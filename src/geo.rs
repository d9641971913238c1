//! Spherical geometry for the discovery radius.
//!
//! Distances are angles on a sphere of radius [`EARTH_RADIUS_KM`]. A search
//! radius of `d` kilometers is the spherical cap of angular radius
//! `d / EARTH_RADIUS_KM` around the center point.

use std::f64::consts::FRAC_PI_2;

use crate::models::GeoPoint;

pub const EARTH_RADIUS_KM: f64 = 6378.1;

pub fn km_to_radians(distance_km: f64) -> f64 {
    distance_km / EARTH_RADIUS_KM
}

/// Great-circle central angle between two points, in radians.
pub fn central_angle(a: &GeoPoint, b: &GeoPoint) -> f64 {
    let lat1 = a.latitude().to_radians();
    let lat2 = b.latitude().to_radians();
    let dlat = lat2 - lat1;
    let dlon = (b.longitude() - a.longitude()).to_radians();

    let h = (dlat / 2.0).sin().powi(2) + lat1.cos() * lat2.cos() * (dlon / 2.0).sin().powi(2);
    2.0 * h.sqrt().min(1.0).asin()
}

pub fn within_cap(center: &GeoPoint, radius_radians: f64, point: &GeoPoint) -> bool {
    central_angle(center, point) <= radius_radians
}

/// Axis-aligned prefilter that fully contains a spherical cap.
#[derive(Debug, Clone, Copy, PartialEq)]
pub struct BoundingBox {
    pub min_lat: f64,
    pub max_lat: f64,
    /// `None` when the cap reaches a pole or wraps the antimeridian.
    pub lon: Option<(f64, f64)>,
}

pub fn bounding_box(center: &GeoPoint, radius_radians: f64) -> BoundingBox {
    let lat = center.latitude().to_radians();
    let lon = center.longitude();
    let r = radius_radians.max(0.0);

    let min_lat = (lat - r).to_degrees();
    let max_lat = (lat + r).to_degrees();

    if lat + r >= FRAC_PI_2 || lat - r <= -FRAC_PI_2 {
        return BoundingBox {
            min_lat: min_lat.max(-90.0),
            max_lat: max_lat.min(90.0),
            lon: None,
        };
    }

    let ratio = r.sin() / lat.cos();
    if ratio >= 1.0 {
        return BoundingBox {
            min_lat,
            max_lat,
            lon: None,
        };
    }

    let dlon = ratio.asin().to_degrees();
    let lon_range = if lon - dlon < -180.0 || lon + dlon > 180.0 {
        None
    } else {
        Some((lon - dlon, lon + dlon))
    };

    BoundingBox {
        min_lat,
        max_lat,
        lon: lon_range,
    }
}

#[cfg(test)]
mod tests {
    use super::*;

    fn point(lon: f64, lat: f64) -> GeoPoint {
        GeoPoint::new(lon, lat)
    }

    #[test]
    fn central_angle_of_same_point_is_zero() {
        let p = point(29.0, 41.0);
        assert!(central_angle(&p, &p).abs() < 1e-12);
    }

    #[test]
    fn one_degree_of_latitude_is_about_111_km() {
        let km = central_angle(&point(0.0, 0.0), &point(0.0, 1.0)) * EARTH_RADIUS_KM;
        assert!((km - 111.3).abs() < 0.5, "got {km}");
    }

    #[test]
    fn longitude_degrees_shrink_with_latitude() {
        let at_equator = central_angle(&point(0.0, 0.0), &point(1.0, 0.0));
        let at_60 = central_angle(&point(0.0, 60.0), &point(1.0, 60.0));
        assert!((at_60 / at_equator - 0.5).abs() < 0.01);
    }

    #[test]
    fn within_cap_uses_spherical_distance() {
        let center = point(29.0, 41.0);
        let radius = km_to_radians(50.0);
        assert!(within_cap(&center, radius, &point(29.01, 41.01)));
        assert!(!within_cap(&center, radius, &point(36.0, 41.0)));
    }

    #[test]
    fn bounding_box_contains_cap_edge() {
        let center = point(29.0, 41.0);
        let radius = km_to_radians(50.0);
        let bbox = bounding_box(&center, radius);
        let (min_lon, max_lon) = bbox.lon.expect("lon range at mid latitude");

        let lat1 = center.latitude().to_radians();
        for deg in 0..360 {
            let bearing = f64::from(deg).to_radians();
            let lat2 = (lat1.sin() * radius.cos() + lat1.cos() * radius.sin() * bearing.cos()).asin();
            let dlon = (bearing.sin() * radius.sin() * lat1.cos())
                .atan2(radius.cos() - lat1.sin() * lat2.sin());
            let (lat, lon) = (lat2.to_degrees(), center.longitude() + dlon.to_degrees());

            let eps = 1e-9;
            assert!(lat >= bbox.min_lat - eps && lat <= bbox.max_lat + eps, "bearing {deg}");
            assert!(lon >= min_lon - eps && lon <= max_lon + eps, "bearing {deg}");
        }
    }

    #[test]
    fn bounding_box_drops_longitude_near_pole() {
        let bbox = bounding_box(&point(10.0, 89.9), km_to_radians(50.0));
        assert_eq!(bbox.lon, None);
        assert_eq!(bbox.max_lat, 90.0);
    }

    #[test]
    fn bounding_box_drops_longitude_across_antimeridian() {
        let bbox = bounding_box(&point(179.9, 0.0), km_to_radians(50.0));
        assert_eq!(bbox.lon, None);
    }
}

==================================================

**What is needed:** Give again the lines from the line holding "assert_eq!(bbox.max_lat, 90.0);" through the close of the listing, both included, exactly as written and with nothing else.

**Written reply:**
        assert_eq!(bbox.max_lat, 90.0);
    }

    #[test]
    fn bounding_box_drops_longitude_across_antimeridian() {
        let bbox = bounding_box(&point(179.9, 0.0), km_to_radians(50.0));
        assert_eq!(bbox.lon, None);
    }
}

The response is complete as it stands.